|
|
|
|
|
by timdettmers
4119 days ago
|
|
If you have no desktop PC or no money for a GPU, it might be a better choice to use a EC2 instance instead of buying the hardware. You pay about $11 a week for a EC2, which is quite good once you compare it against the electricity costs that come on top of running a personal computer. The downside is that you have a slow EC2 GPU with 4 GB RAM. Conv nets that take 3 weeks on a EC2, will take less than 2 weeks on a GTX980. If you run large conv nets, the 4 GB can be limiting (for example on ImageNet or similarly sized data sets). Another point is that is more convenient to work on your own desktop and you can run multi-GPU nets, which is not possible on EC2 because the virtualization kills the memory bandwidth between GPUs. If you think about it, over the long term a personal system will just be more cost efficient (you can keep a good system for years).

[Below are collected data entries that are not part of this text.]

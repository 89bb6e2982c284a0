//! Error handling for lodestar
//!
//! Centralized error types using thiserror. Engine code propagates these;
//! only the binary layer converts them into user-facing diagnostics.

use thiserror::Error;

/// Main error type for lodestar
#[derive(Error, Debug)]
pub enum LodestarError {
    /// IO errors (pipes, temp files, process spawning)
    #[error("IO error: {0}")]
    Io(#[from] std::io::Error),

    /// A script payload could not be executed, or exited non-zero
    #[error("Script execution failed: {0}")]
    Script(String),

    /// A procedure payload reported a failure
    #[error("Procedure failed: {0}")]
    Procedure(String),

    /// System errors (external commands, hardware probes)
    #[error("System error: {0}")]
    System(String),

    /// State errors (missing pipes, invalid engine state)
    #[error("State error: {0}")]
    State(String),

    /// JSON serialization/deserialization errors
    #[error("JSON error: {0}")]
    Json(#[from] serde_json::Error),

    /// General errors (catch-all for edge cases)
    #[error("{0}")]
    General(String),
}

/// Result type alias for lodestar operations
pub type Result<T> = std::result::Result<T, LodestarError>;

// Convenient error constructors
impl LodestarError {
    /// Create a script execution error
    pub fn script(msg: impl Into<String>) -> Self {
        Self::Script(msg.into())
    }

    /// Create a procedure error
    pub fn procedure(msg: impl Into<String>) -> Self {
        Self::Procedure(msg.into())
    }

    /// Create a system error
    pub fn system(msg: impl Into<String>) -> Self {
        Self::System(msg.into())
    }

    /// Create a state error
    pub fn state(msg: impl Into<String>) -> Self {
        Self::State(msg.into())
    }

    /// Create a general error
    pub fn general(msg: impl Into<String>) -> Self {
        Self::General(msg.into())
    }
}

So for deep learning researcher and those that apply deep learning this is just the most cost effective option. A example calculation: You can buy a faster system than a EC2 for roughly $400 (GTX 580 + other parts from eBay). Together with electricity costs thats about 1 year worth of EC2, or 2 years worth if you use deep learning sporadically. A high end deep learning system will be about $1000-1400, which is about 3 years worth of EC2. So a EC2 makes good sense, if you use deep learning only sporadically and work with small data sets. If you use deep learning heavily, want a faster system or want to use multiple GPUs, a personal system will be better. |
|
As soon as you're dealing with EC2, you have to take on the mental overhead of making sure that all your configuration persists between restarts (especially if you're using spot instances!), running start up tasks, mounting EBS and paying for volumes, etc. and in my experience this all really adds up. That said, I still do use EC2 for some things. If I wave five similar models I want to run in parallel, it's as simple as spinning up five identical instances. Also, once I start training new models I can continue to use my workstation without any slowdowns.